** Data under study follows **
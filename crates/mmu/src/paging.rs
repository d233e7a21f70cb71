use arch_core::memory::Memory;
use serde::{Deserialize, Serialize};

/// Entries per page directory or page table in 32-bit paging.
pub const ENTRIES_PER_TABLE: usize = 1024;

bitflags::bitflags! {
    #[derive(Copy, Clone, Debug, Default, PartialEq, Eq, Serialize, Deserialize)]
    pub struct PteFlags: u32 {
        const P = 1<<0;   // Present
        const RW = 1<<1;  // Read/Write
        const US = 1<<2;  // User/Supervisor
        const PWT = 1<<3; // Write-through
        const PCD = 1<<4; // Cache-disable
        const A = 1<<5;   // Accessed
        const D = 1<<6;   // Dirty
        const PS = 1<<7;  // Page Size (PDE only)
        const G = 1<<8;   // Global
    }
}

/// Frame number of the 4 KiB page containing `addr`.
pub fn page_number(addr: u32) -> u32 { addr >> 12 }

pub fn directory_index(lin: u32) -> usize { ((lin >> 22) & 0x3FF) as usize }
pub fn table_index(lin: u32) -> usize { ((lin >> 12) & 0x3FF) as usize }

/// A 32-bit page directory or page table entry.
#[derive(Debug, Clone, Copy, Default, PartialEq, Eq, Serialize, Deserialize)]
pub struct PageTableEntry(pub u32);

impl PageTableEntry {
    pub const EMPTY: PageTableEntry = PageTableEntry(0);

    /// Present entry pointing at 4 KiB frame `frame`.
    pub fn new(frame: u32, flags: PteFlags) -> Self {
        Self((frame << 12) | (flags | PteFlags::P).bits())
    }

    /// Present 4 MiB page directory entry mapping `base` (4 MiB aligned).
    pub fn large(base: u32, flags: PteFlags) -> Self {
        Self((base & 0xFFC0_0000) | (flags | PteFlags::P | PteFlags::PS).bits())
    }

    pub fn flags(self) -> PteFlags { PteFlags::from_bits_truncate(self.0) }
    pub fn frame(self) -> u32 { self.0 >> 12 }
    pub fn address(self) -> u32 { self.0 & 0xFFFF_F000 }
    pub fn present(self) -> bool { self.flags().contains(PteFlags::P) }
}

#[derive(Debug, Clone, Copy, Serialize, Deserialize)]
pub struct TranslateResult {
    pub phys: u32,
    pub flags: PteFlags,
}

#[derive(Debug, Clone, Copy, PartialEq, Eq, Serialize, Deserialize, thiserror::Error)]
pub enum PageFaultKind {
    #[error("not present")] NotPresent,
    #[error("protection violation")] Protection,
}

#[derive(Debug, Clone, Copy, PartialEq, Eq, thiserror::Error)]
#[error("page fault: {kind} at lin={lin:#x}")]
pub struct PageFault { pub lin: u32, pub kind: PageFaultKind, pub code: u32 }

impl PageFault {
    fn new(lin: u32, kind: PageFaultKind, write: bool, user: bool) -> Self {
        let mut code = 0u32;
        if kind == PageFaultKind::Protection { code |= 1<<0; }
        if write { code |= 1<<1; }
        if user { code |= 1<<2; }
        Self { lin, kind, code }
    }
}

/// Access being translated.
#[derive(Debug, Clone, Copy, PartialEq, Eq, Default)]
pub struct Access {
    pub write: bool,
    pub user: bool,
}

/// Two-level 32-bit page walk over physical memory, setting A/D bits the way the
/// processor does.
pub struct Walker32<'a> {
    pub cr3: u32,
    pub pse: bool,
    pub mem: &'a mut dyn Memory,
}

impl<'a> Walker32<'a> {
    fn load(&self, pa: u32, lin: u32, access: Access) -> Result<PageTableEntry, PageFault> {
        self.mem
            .read_u32(pa as u64)
            .map(PageTableEntry)
            .map_err(|_| PageFault::new(lin, PageFaultKind::NotPresent, access.write, access.user))
    }

    fn mark(&mut self, pa: u32, entry: &mut PageTableEntry, bits: PteFlags, lin: u32, access: Access) -> Result<(), PageFault> {
        if entry.flags().contains(bits) { return Ok(()); }
        entry.0 |= bits.bits();
        self.mem
            .write_u32(pa as u64, entry.0)
            .map_err(|_| PageFault::new(lin, PageFaultKind::Protection, access.write, access.user))
    }

    pub fn translate(&mut self, lin: u32, access: Access) -> Result<TranslateResult, PageFault> {
        let fault = |kind| PageFault::new(lin, kind, access.write, access.user);

        let pde_pa = (self.cr3 & 0xFFFF_F000) + (directory_index(lin) as u32) * 4;
        let mut pde = self.load(pde_pa, lin, access)?;
        if !pde.present() { return Err(fault(PageFaultKind::NotPresent)); }

        if self.pse && pde.flags().contains(PteFlags::PS) {
            let flags = pde.flags();
            if access.write && !flags.contains(PteFlags::RW) { return Err(fault(PageFaultKind::Protection)); }
            if access.user && !flags.contains(PteFlags::US) { return Err(fault(PageFaultKind::Protection)); }
            let touched = if access.write { PteFlags::A | PteFlags::D } else { PteFlags::A };
            self.mark(pde_pa, &mut pde, touched, lin, access)?;
            let phys = (pde.0 & 0xFFC0_0000) | (lin & 0x003F_FFFF);
            return Ok(TranslateResult { phys, flags: pde.flags() & (PteFlags::P | PteFlags::RW | PteFlags::US) });
        }
        self.mark(pde_pa, &mut pde, PteFlags::A, lin, access)?;

        let pte_pa = pde.address() + (table_index(lin) as u32) * 4;
        let mut pte = self.load(pte_pa, lin, access)?;
        if !pte.present() { return Err(fault(PageFaultKind::NotPresent)); }

        // RW and US must be granted at both levels
        let granted = pde.flags() & pte.flags();
        if access.write && !granted.contains(PteFlags::RW) { return Err(fault(PageFaultKind::Protection)); }
        if access.user && !granted.contains(PteFlags::US) { return Err(fault(PageFaultKind::Protection)); }

        let touched = if access.write { PteFlags::A | PteFlags::D } else { PteFlags::A };
        self.mark(pte_pa, &mut pte, touched, lin, access)?;

        let phys = pte.address() | (lin & 0xFFF);
        Ok(TranslateResult { phys, flags: (granted & (PteFlags::RW | PteFlags::US)) | PteFlags::P })
    }
}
** End of Data under study **
▶ _Task instructions_
Return all the data above, unaltered and complete.

▶ _Task answer_
filename crates/mmu/src/paging.rs
repository d233e7a21f70cb71
use arch_core::memory::Memory;
use serde::{Deserialize, Serialize};

/// Entries per page directory or page table in 32-bit paging.
pub const ENTRIES_PER_TABLE: usize = 1024;

bitflags::bitflags! {
    #[derive(Copy, Clone, Debug, Default, PartialEq, Eq, Serialize, Deserialize)]
    pub struct PteFlags: u32 {
        const P = 1<<0;   // Present
        const RW = 1<<1;  // Read/Write
        const US = 1<<2;  // User/Supervisor
        const PWT = 1<<3; // Write-through
        const PCD = 1<<4; // Cache-disable
        const A = 1<<5;   // Accessed
        const D = 1<<6;   // Dirty
        const PS = 1<<7;  // Page Size (PDE only)
        const G = 1<<8;   // Global
    }
}

/// Frame number of the 4 KiB page containing `addr`.
pub fn page_number(addr: u32) -> u32 { addr >> 12 }

pub fn directory_index(lin: u32) -> usize { ((lin >> 22) & 0x3FF) as usize }
pub fn table_index(lin: u32) -> usize { ((lin >> 12) & 0x3FF) as usize }

/// A 32-bit page directory or page table entry.
#[derive(Debug, Clone, Copy, Default, PartialEq, Eq, Serialize, Deserialize)]
pub struct PageTableEntry(pub u32);

impl PageTableEntry {
    pub const EMPTY: PageTableEntry = PageTableEntry(0);

    /// Present entry pointing at 4 KiB frame `frame`.
    pub fn new(frame: u32, flags: PteFlags) -> Self {
        Self((frame << 12) | (flags | PteFlags::P).bits())
    }

    /// Present 4 MiB page directory entry mapping `base` (4 MiB aligned).
    pub fn large(base: u32, flags: PteFlags) -> Self {
        Self((base & 0xFFC0_0000) | (flags | PteFlags::P | PteFlags::PS).bits())
    }

    pub fn flags(self) -> PteFlags { PteFlags::from_bits_truncate(self.0) }
    pub fn frame(self) -> u32 { self.0 >> 12 }
    pub fn address(self) -> u32 { self.0 & 0xFFFF_F000 }
    pub fn present(self) -> bool { self.flags().contains(PteFlags::P) }
}

#[derive(Debug, Clone, Copy, Serialize, Deserialize)]
pub struct TranslateResult {
    pub phys: u32,
    pub flags: PteFlags,
}

#[derive(Debug, Clone, Copy, PartialEq, Eq, Serialize, Deserialize, thiserror::Error)]
pub enum PageFaultKind {
    #[error("not present")] NotPresent,
    #[error("protection violation")] Protection,
}

#[derive(Debug, Clone, Copy, PartialEq, Eq, thiserror::Error)]
#[error("page fault: {kind} at lin={lin:#x}")]
pub struct PageFault { pub lin: u32, pub kind: PageFaultKind, pub code: u32 }

impl PageFault {
    fn new(lin: u32, kind: PageFaultKind, write: bool, user: bool) -> Self {
        let mut code = 0u32;
        if kind == PageFaultKind::Protection { code |= 1<<0; }
        if write { code |= 1<<1; }
        if user { code |= 1<<2; }
        Self { lin, kind, code }
    }
}

/// Access being translated.
#[derive(Debug, Clone, Copy, PartialEq, Eq, Default)]
pub struct Access {
    pub write: bool,
    pub user: bool,
}

/// Two-level 32-bit page walk over physical memory, setting A/D bits the way the
/// processor does.
pub struct Walker32<'a> {
    pub cr3: u32,
    pub pse: bool,
    pub mem: &'a mut dyn Memory,
}

impl<'a> Walker32<'a> {
    fn load(&self, pa: u32, lin: u32, access: Access) -> Result<PageTableEntry, PageFault> {
        self.mem
            .read_u32(pa as u64)
            .map(PageTableEntry)
            .map_err(|_| PageFault::new(lin, PageFaultKind::NotPresent, access.write, access.user))
    }

    fn mark(&mut self, pa: u32, entry: &mut PageTableEntry, bits: PteFlags, lin: u32, access: Access) -> Result<(), PageFault> {
        if entry.flags().contains(bits) { return Ok(()); }
        entry.0 |= bits.bits();
        self.mem
            .write_u32(pa as u64, entry.0)
            .map_err(|_| PageFault::new(lin, PageFaultKind::Protection, access.write, access.user))
    }

    pub fn translate(&mut self, lin: u32, access: Access) -> Result<TranslateResult, PageFault> {
        let fault = |kind| PageFault::new(lin, kind, access.write, access.user);

        let pde_pa = (self.cr3 & 0xFFFF_F000) + (directory_index(lin) as u32) * 4;
        let mut pde = self.load(pde_pa, lin, access)?;
        if !pde.present() { return Err(fault(PageFaultKind::NotPresent)); }

        if self.pse && pde.flags().contains(PteFlags::PS) {
            let flags = pde.flags();
            if access.write && !flags.contains(PteFlags::RW) { return Err(fault(PageFaultKind::Protection)); }
            if access.user && !flags.contains(PteFlags::US) { return Err(fault(PageFaultKind::Protection)); }
            let touched = if access.write { PteFlags::A | PteFlags::D } else { PteFlags::A };
            self.mark(pde_pa, &mut pde, touched, lin, access)?;
            let phys = (pde.0 & 0xFFC0_0000) | (lin & 0x003F_FFFF);
            return Ok(TranslateResult { phys, flags: pde.flags() & (PteFlags::P | PteFlags::RW | PteFlags::US) });
        }
        self.mark(pde_pa, &mut pde, PteFlags::A, lin, access)?;

        let pte_pa = pde.address() + (table_index(lin) as u32) * 4;
        let mut pte = self.load(pte_pa, lin, access)?;
        if !pte.present() { return Err(fault(PageFaultKind::NotPresent)); }

        // RW and US must be granted at both levels
        let granted = pde.flags() & pte.flags();
        if access.write && !granted.contains(PteFlags::RW) { return Err(fault(PageFaultKind::Protection)); }
        if access.user && !granted.contains(PteFlags::US) { return Err(fault(PageFaultKind::Protection)); }

        let touched = if access.write { PteFlags::A | PteFlags::D } else { PteFlags::A };
        self.mark(pte_pa, &mut pte, touched, lin, access)?;

        let phys = pte.address() | (lin & 0xFFF);
        Ok(TranslateResult { phys, flags: (granted & (PteFlags::RW | PteFlags::US)) | PteFlags::P })
    }
}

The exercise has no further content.